Foto: Ana Marques Maia |
Hoje acordei, senti a interioridade e li o jornal. Do alto no meu quinto andar, vi a paisagem outonal aquecer com tons amenos o nevoeiro que, levemente, pousava nas ameias do castelo, fazendo com que o café fumegante me parecesse ainda mais agradável. Do meu café para o jornal: os jovens não querem ir para o interior. Iniciei o meu sentimento da interioridade. Do qual não sofro, estejam descansados. Porque essa doença que dá nas vidas dos que para lá estão, bem para lá do Marão, que os consome em penosas preocupações grupais com as quais fazem sessões legislativas para nos salvar da nossa interioridade, não chega a tocar nos corações firmes dos que para cá estão. Que sabem esses homens de Lisboa do que por aqui sentimos, questionava António Reis no seu filme Trás-os-Montes. Quem se posiciona com calma para sentir sabe que o interior é o lugar ideal para aquecer ideias, emoções e pensamentos. Sabe que o interior tem silêncios, tem pureza, tem um traço genuíno que se vê nos olhos emoldurados por rugas e por alguns lenços pretos. Sabe que o interior se sente num aperto de mão capaz de selar compromissos para a vida, herança da firmeza das rochas dos montes, habituadas à aspereza das geadas.

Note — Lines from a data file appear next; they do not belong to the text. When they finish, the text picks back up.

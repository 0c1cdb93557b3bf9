//! Lowering of VM commands to Hack assembly.
//!
//! Each command is emitted as a fixed instruction template, preceded by a
//! `//` comment echoing the source command so the output can be traced back
//! to the VM program. Two invariants hold around every template: the top of
//! the operand stack sits at `RAM[SP-1]` on entry, and on exit `SP` reflects
//! exactly the command's documented stack effect.

use crate::command::{ArithOp, Segment, VmCommand};
use crate::error::{Result, VmError};
use crate::labels::LabelAllocator;
use crate::mapper::{self, Slot};

/// `*SP = D; SP += 1`
const PUSH_D: &str = "@SP\nA=M\nM=D\n@SP\nM=M+1\n";
/// `SP -= 1; D = *SP` (leaves A addressing the popped slot)
const POP_D: &str = "@SP\nAM=M-1\nD=M\n";

/// Translates parsed commands into Hack assembly text.
///
/// Holds the run-wide label allocator plus the current file and function,
/// which scope static slots and source-level labels respectively.
pub struct CodeGenerator {
    labels: LabelAllocator,
    file_id: String,
    function: String,
}

impl CodeGenerator {
    /// Create a generator around an explicit label allocator. The allocator
    /// must be shared with everything else that mints labels in the same
    /// run (the bootstrap emitter), hence it is passed in rather than
    /// created here.
    pub fn new(labels: LabelAllocator) -> Self {
        Self {
            labels,
            file_id: String::new(),
            function: String::new(),
        }
    }

    /// Start translating a new source unit. Resets the function scope;
    /// `file_id` names static slots until the next call.
    pub fn begin_unit(&mut self, file_id: &str) {
        self.file_id = file_id.to_string();
        self.function.clear();
    }

    /// Label scope: the enclosing function, or the file before any
    /// `function` command has been seen.
    fn scope(&self) -> &str {
        if self.function.is_empty() {
            &self.file_id
        } else {
            &self.function
        }
    }

    fn scoped(&self, label: &str) -> String {
        format!("{}${}", self.scope(), label)
    }

    /// Append the assembly for one command to `out`.
    ///
    /// `line` is the command's 1-based source line, used for error context
    /// in segment resolution and pop-target checks.
    pub fn translate(&mut self, cmd: &VmCommand, line: usize, out: &mut String) -> Result<()> {
        out.push_str(&format!("// {cmd}\n"));
        match cmd {
            VmCommand::Arith(op) => self.emit_arith(*op, out),
            VmCommand::Push { segment, index } => self.emit_push(*segment, *index, line, out)?,
            VmCommand::Pop { segment, index } => self.emit_pop(*segment, *index, line, out)?,
            VmCommand::Label(name) => out.push_str(&format!("({})\n", self.scoped(name))),
            VmCommand::Goto(name) => out.push_str(&format!("@{}\n0;JMP\n", self.scoped(name))),
            VmCommand::IfGoto(name) => {
                out.push_str(&format!("{POP_D}@{}\nD;JNE\n", self.scoped(name)));
            }
            VmCommand::Function { name, locals } => self.emit_function(name, *locals, out),
            VmCommand::Call { name, args } => self.emit_call_site(name, *args, out),
            VmCommand::Return => out.push_str(RETURN),
        }
        Ok(())
    }

    fn emit_arith(&mut self, op: ArithOp, out: &mut String) {
        match op {
            // Binary: pop y into D, fold into x in place. x is the value
            // pushed earlier, y the later one; sub computes x - y.
            ArithOp::Add => out.push_str(&binary("D+M")),
            ArithOp::Sub => out.push_str(&binary("M-D")),
            ArithOp::And => out.push_str(&binary("D&M")),
            ArithOp::Or => out.push_str(&binary("D|M")),
            // Unary: rewrite the top slot in place, SP untouched.
            ArithOp::Neg => out.push_str("@SP\nA=M-1\nM=-M\n"),
            ArithOp::Not => out.push_str("@SP\nA=M-1\nM=!M\n"),
            ArithOp::Eq => self.emit_compare("JEQ", out),
            ArithOp::Gt => self.emit_compare("JGT", out),
            ArithOp::Lt => self.emit_compare("JLT", out),
        }
    }

    /// Comparison: pop y, compute x - y, branch on the sign. True pushes
    /// -1 (all ones), false pushes 0; no other bit pattern can result.
    /// Fresh labels per occurrence keep concatenated units collision-free.
    fn emit_compare(&mut self, jump: &str, out: &mut String) {
        let (truthy, done) = self.labels.comparison_pair();
        out.push_str(&format!(
            "{POP_D}A=A-1\nD=M-D\n\
             @{truthy}\nD;{jump}\n\
             @SP\nA=M-1\nM=0\n\
             @{done}\n0;JMP\n\
             ({truthy})\n@SP\nA=M-1\nM=-1\n\
             ({done})\n"
        ));
    }

    fn emit_push(&mut self, segment: Segment, index: u16, line: usize, out: &mut String) -> Result<()> {
        let text = match mapper::resolve(segment, index, &self.file_id, line)? {
            Slot::Immediate(value) => format!("@{value}\nD=A\n{PUSH_D}"),
            Slot::Indirect { base, offset } => {
                format!("@{offset}\nD=A\n@{base}\nA=D+M\nD=M\n{PUSH_D}")
            }
            Slot::Fixed(addr) => format!("@{addr}\nD=M\n{PUSH_D}"),
            Slot::Register(sym) => format!("@{sym}\nD=M\n{PUSH_D}"),
            Slot::StaticSlot(name) => format!("@{name}\nD=M\n{PUSH_D}"),
        };
        out.push_str(&text);
        Ok(())
    }

    fn emit_pop(&mut self, segment: Segment, index: u16, line: usize, out: &mut String) -> Result<()> {
        let text = match mapper::resolve(segment, index, &self.file_id, line)? {
            Slot::Immediate(_) => {
                return Err(VmError::IllegalPopTarget {
                    file: self.file_id.clone(),
                    line,
                });
            }
            // Target address depends on a base register, so it is computed
            // first and parked in R13 while the pop clobbers A.
            Slot::Indirect { base, offset } => {
                format!("@{offset}\nD=A\n@{base}\nD=D+M\n@R13\nM=D\n{POP_D}@R13\nA=M\nM=D\n")
            }
            Slot::Fixed(addr) => format!("{POP_D}@{addr}\nM=D\n"),
            Slot::Register(sym) => format!("{POP_D}@{sym}\nM=D\n"),
            Slot::StaticSlot(name) => format!("{POP_D}@{name}\nM=D\n"),
        };
        out.push_str(&text);
        Ok(())
    }

    fn emit_function(&mut self, name: &str, locals: u16, out: &mut String) {
        self.function = name.to_string();
        out.push_str(&format!("({name})\n"));
        for _ in 0..locals {
            out.push_str("@SP\nA=M\nM=0\n@SP\nM=M+1\n");
        }
    }

    fn emit_call_site(&mut self, callee: &str, args: u16, out: &mut String) {
        let caller = self.scope().to_string();
        let ret = self.labels.return_label(&caller);
        emit_call(callee, args, &ret, out);
    }
}

/// The call protocol, shared with the bootstrap emitter.
///
/// Pushes the return address and the four caller base registers, repoints
/// ARG at the first argument (`SP - args - 5`) and LCL at the new frame
/// top, jumps to the callee, and plants the return label.
pub(crate) fn emit_call(callee: &str, args: u16, ret: &str, out: &mut String) {
    out.push_str(&format!("@{ret}\nD=A\n{PUSH_D}"));
    for base in ["LCL", "ARG", "THIS", "THAT"] {
        out.push_str(&format!("@{base}\nD=M\n{PUSH_D}"));
    }
    out.push_str(&format!("@SP\nD=M\n@{}\nD=D-A\n@ARG\nM=D\n", args + 5));
    out.push_str("@SP\nD=M\n@LCL\nM=D\n");
    out.push_str(&format!("@{callee}\n0;JMP\n({ret})\n"));
}

fn binary(alu: &str) -> String {
    format!("{POP_D}A=A-1\nM={alu}\n")
}

/// Frame teardown. R13 holds the frame base, R14 the return address read
/// from `frame - 5` before `*ARG = pop()` can overwrite it (it does when
/// the callee took no arguments).
const RETURN: &str = "@LCL\nD=M\n@R13\nM=D\n\
                      @5\nA=D-A\nD=M\n@R14\nM=D\n\
                      @SP\nAM=M-1\nD=M\n@ARG\nA=M\nM=D\n\
                      @ARG\nD=M+1\n@SP\nM=D\n\
                      @R13\nAM=M-1\nD=M\n@THAT\nM=D\n\
                      @R13\nAM=M-1\nD=M\n@THIS\nM=D\n\
                      @R13\nAM=M-1\nD=M\n@ARG\nM=D\n\
                      @R13\nAM=M-1\nD=M\n@LCL\nM=D\n\
                      @R14\nA=M\n0;JMP\n";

Não sofrem de interioridade. Sofrem da ideia que a maioria tem da interioridade. Nesse seguimento, a ideia de isolamento tem germinado e enraizado socialmente, talvez numa herança da necessidade de defesa contra sucessivos invasores e da dureza da necessidade de emigração que avós e pais carregaram consigo, quando a pobreza de um país enclausurado nos fazia virar mais para o mar do que para nós mesmos. Ao longo dos anos, o litoral foi-se tornando mais apetecível do que os montes, fazendo com que poucos quisessem manter-se, como se mantêm as agulhas dos pinheiros. Foi-se evolutivamente privilegiando e acarinhando o anonimato, fomo-nos habituando a viver mais facilmente num sítio onde a máscara possa cair, fomo-nos habituando a sentir, como sendo liberdade, uma experimentação constante do que pensamos ser. Livrámo-nos das raízes porque é mais fácil assim. E está tudo bem, para quem está bem assim.

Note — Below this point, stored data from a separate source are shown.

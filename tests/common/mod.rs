//! Test-only Hack machine: a two-pass symbolic assembler plus a CPU
//! interpreter, just enough to execute the translator's output and inspect
//! RAM afterwards. Not a full emulator: no screen, no keyboard.
#![allow(dead_code)]

use std::collections::HashMap;

use vm2asm::SourceUnit;

/// RAM addresses of the fixed registers.
pub const SP: usize = 0;
pub const LCL: usize = 1;
pub const ARG: usize = 2;
pub const THIS: usize = 3;
pub const THAT: usize = 4;

/// Conventional base values used when running a fragment outside any
/// function frame.
pub const STACK_BASE: i16 = 256;
pub const LCL_BASE: i16 = 300;
pub const ARG_BASE: i16 = 400;
pub const THIS_BASE: i16 = 3000;
pub const THAT_BASE: i16 = 3010;

#[derive(Debug, Clone)]
enum Instr {
    A(i16),
    C {
        dest_a: bool,
        dest_d: bool,
        dest_m: bool,
        comp: String,
        jump: String,
    },
}

pub struct Machine {
    rom: Vec<Instr>,
    symbols: HashMap<String, i16>,
    pub ram: Vec<i16>,
    pub a: i16,
    pub d: i16,
    pub pc: usize,
}

impl Machine {
    /// Assemble Hack assembly text into a ready-to-run machine.
    pub fn load(asm: &str) -> Self {
        let mut symbols = predefined_symbols();

        // Pass 1: strip comments, record label addresses.
        let mut source_instrs: Vec<&str> = Vec::new();
        for raw in asm.lines() {
            let line = raw.split("//").next().unwrap_or("").trim();
            if line.is_empty() {
                continue;
            }
            if let Some(name) = line.strip_prefix('(') {
                let name = name.trim_end_matches(')');
                symbols.insert(name.to_string(), source_instrs.len() as i16);
            } else {
                source_instrs.push(line);
            }
        }

        // Pass 2: resolve symbols, allocate variables from RAM[16].
        let mut next_var = 16i16;
        let rom = source_instrs
            .iter()
            .map(|line| {
                if let Some(sym) = line.strip_prefix('@') {
                    if let Ok(value) = sym.parse::<i16>() {
                        Instr::A(value)
                    } else {
                        let addr = *symbols.entry(sym.to_string()).or_insert_with(|| {
                            let addr = next_var;
                            next_var += 1;
                            addr
                        });
                        Instr::A(addr)
                    }
                } else {
                    parse_c_instruction(line)
                }
            })
            .collect();

        Self {
            rom,
            symbols,
            ram: vec![0; 32768],
            a: 0,
            d: 0,
            pc: 0,
        }
    }

    /// RAM value of a named variable (e.g. a static slot like `Sys.0`).
    pub fn var(&self, name: &str) -> i16 {
        let addr = self.symbols[name];
        self.ram[addr as usize]
    }

    /// Run until the program falls off the end of ROM, enters the standard
    /// tight halt loop, or the step budget runs out. Returns true if the
    /// machine came to rest within budget.
    pub fn run(&mut self, max_steps: usize) -> bool {
        for _ in 0..max_steps {
            if self.pc >= self.rom.len() {
                return true;
            }
            match self.rom[self.pc].clone() {
                Instr::A(value) => {
                    self.a = value;
                    self.pc += 1;
                }
                Instr::C {
                    dest_a,
                    dest_d,
                    dest_m,
                    comp,
                    jump,
                } => {
                    let addr = (self.a as u16 as usize) & 0x7fff;
                    let value = self.eval(&comp, self.ram[addr]);
                    if dest_m {
                        self.ram[addr] = value;
                    }
                    if dest_a {
                        self.a = value;
                    }
                    if dest_d {
                        self.d = value;
                    }
                    let taken = match jump.as_str() {
                        "" => false,
                        "JGT" => value > 0,
                        "JEQ" => value == 0,
                        "JGE" => value >= 0,
                        "JLT" => value < 0,
                        "JNE" => value != 0,
                        "JLE" => value <= 0,
                        "JMP" => true,
                        other => panic!("bad jump: {other}"),
                    };
                    if taken {
                        let target = self.a as u16 as usize;
                        // `(X) @X 0;JMP` is the halt idiom: jumping back to
                        // the immediately preceding A-instruction.
                        if comp == "0" && jump == "JMP" && target + 1 == self.pc {
                            return true;
                        }
                        self.pc = target;
                    } else {
                        self.pc += 1;
                    }
                }
            }
        }
        false
    }

    fn eval(&self, comp: &str, m: i16) -> i16 {
        let (a, d) = (self.a, self.d);
        match comp {
            "0" => 0,
            "1" => 1,
            "-1" => -1,
            "D" => d,
            "A" => a,
            "M" => m,
            "!D" => !d,
            "!A" => !a,
            "!M" => !m,
            "-D" => d.wrapping_neg(),
            "-A" => a.wrapping_neg(),
            "-M" => m.wrapping_neg(),
            "D+1" => d.wrapping_add(1),
            "A+1" => a.wrapping_add(1),
            "M+1" => m.wrapping_add(1),
            "D-1" => d.wrapping_sub(1),
            "A-1" => a.wrapping_sub(1),
            "M-1" => m.wrapping_sub(1),
            "D+A" => d.wrapping_add(a),
            "D+M" => d.wrapping_add(m),
            "D-A" => d.wrapping_sub(a),
            "D-M" => d.wrapping_sub(m),
            "A-D" => a.wrapping_sub(d),
            "M-D" => m.wrapping_sub(d),
            "D&A" => d & a,
            "D&M" => d & m,
            "D|A" => d | a,
            "D|M" => d | m,
            other => panic!("bad comp: {other}"),
        }
    }

    pub fn sp(&self) -> i16 {
        self.ram[SP]
    }

    /// Top of the operand stack (the value at SP-1).
    pub fn top(&self) -> i16 {
        self.ram[(self.sp() - 1) as usize]
    }
}

fn parse_c_instruction(line: &str) -> Instr {
    let (dest, rest) = match line.split_once('=') {
        Some((dest, rest)) => (dest, rest),
        None => ("", line),
    };
    let (comp, jump) = match rest.split_once(';') {
        Some((comp, jump)) => (comp, jump),
        None => (rest, ""),
    };
    Instr::C {
        dest_a: dest.contains('A'),
        dest_d: dest.contains('D'),
        dest_m: dest.contains('M'),
        comp: comp.to_string(),
        jump: jump.to_string(),
    }
}

fn predefined_symbols() -> HashMap<String, i16> {
    let mut map = HashMap::new();
    for (i, name) in ["SP", "LCL", "ARG", "THIS", "THAT"].iter().enumerate() {
        map.insert(name.to_string(), i as i16);
    }
    for i in 0..16 {
        map.insert(format!("R{i}"), i);
    }
    map.insert("SCREEN".to_string(), 16384);
    map.insert("KBD".to_string(), 24576);
    map
}

/// Translate a full program (with bootstrap) and run it to completion.
pub fn run_program(units: &[(&str, &str)]) -> Machine {
    let units: Vec<SourceUnit> = units
        .iter()
        .map(|(id, text)| SourceUnit::new(*id, *text))
        .collect();
    let asm = vm2asm::translate_program(&units).expect("translation failed");
    let mut machine = Machine::load(&asm);
    assert!(machine.run(2_000_000), "program did not halt within budget");
    machine
}

/// Translate a bare command sequence (no bootstrap) and run it with
/// conventional base registers preloaded.
pub fn run_fragment(vm: &str) -> Machine {
    let asm = vm2asm::translate_source(vm, "Frag").expect("translation failed");
    let mut machine = Machine::load(&asm);
    machine.ram[SP] = STACK_BASE;
    machine.ram[LCL] = LCL_BASE;
    machine.ram[ARG] = ARG_BASE;
    machine.ram[THIS] = THIS_BASE;
    machine.ram[THAT] = THAT_BASE;
    assert!(machine.run(2_000_000), "fragment did not halt within budget");
    machine
}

No entanto, às vezes parece ser mais fácil culpar quem legisla o mal de interioridade, sem que queiramos nós próprios reparar que guardamos uma ideia de inferioridade relativamente ao interior. Nessa ideia, só germinam ervas daninhas, poucas giestas, que não permitem limpar os olhos e sentir que somos todos da pólis e que, acima de tudo, somos todos potenciais responsáveis por nos "desinteriorizarmos". A cultura é produto de quem a faz, o hype é produto de quem o alimenta, os amigos são produto de quem os nutre e os empregos podem ser produto de quem ouse pensar fora do habitual. Sofre-se muito, por aí, do mal do idêntico, do instagramável, do cool onde todos os que estão à nossa frente são visões distorcidas do que queremos ver de nós, fruto desta ideia pós-moderna de individualidade, onde o ser parece não precisar do outro para ser visto. Falta a negatividade do silêncio, a ausência na sobre-presença virtual, falta o ar puro e quem não lhe tenha medo. Falta-nos a interioridade, essa que alimenta quem por cá se vincula e que passa a ter o privilégio de saber que o tempo não é um inimigo velocista e que a perenidade também é favorável ao homem.
Faltam pessoas no interior, faltam. Faltam investimentos, faltam médicos, falta cultura. Falta. Seria bom que externalizássemos menos as nossas faltas e olhássemos mais para o que podemos fazer em nome próprio. Se assim o desejarmos. Ou quisermos. Ou estivermos disponíveis para lutar. Faz parte de quem tem boa saúde mental, esta capacidade de nos actualizarmos.
Sorvo o último travo deste café e continuo a saber amar Lisboa desde esta interioridade que é tão nossa.
Joana Raposo Gomes
Médica Interna de formação específica em Psiquiatria. Transmontana de gema.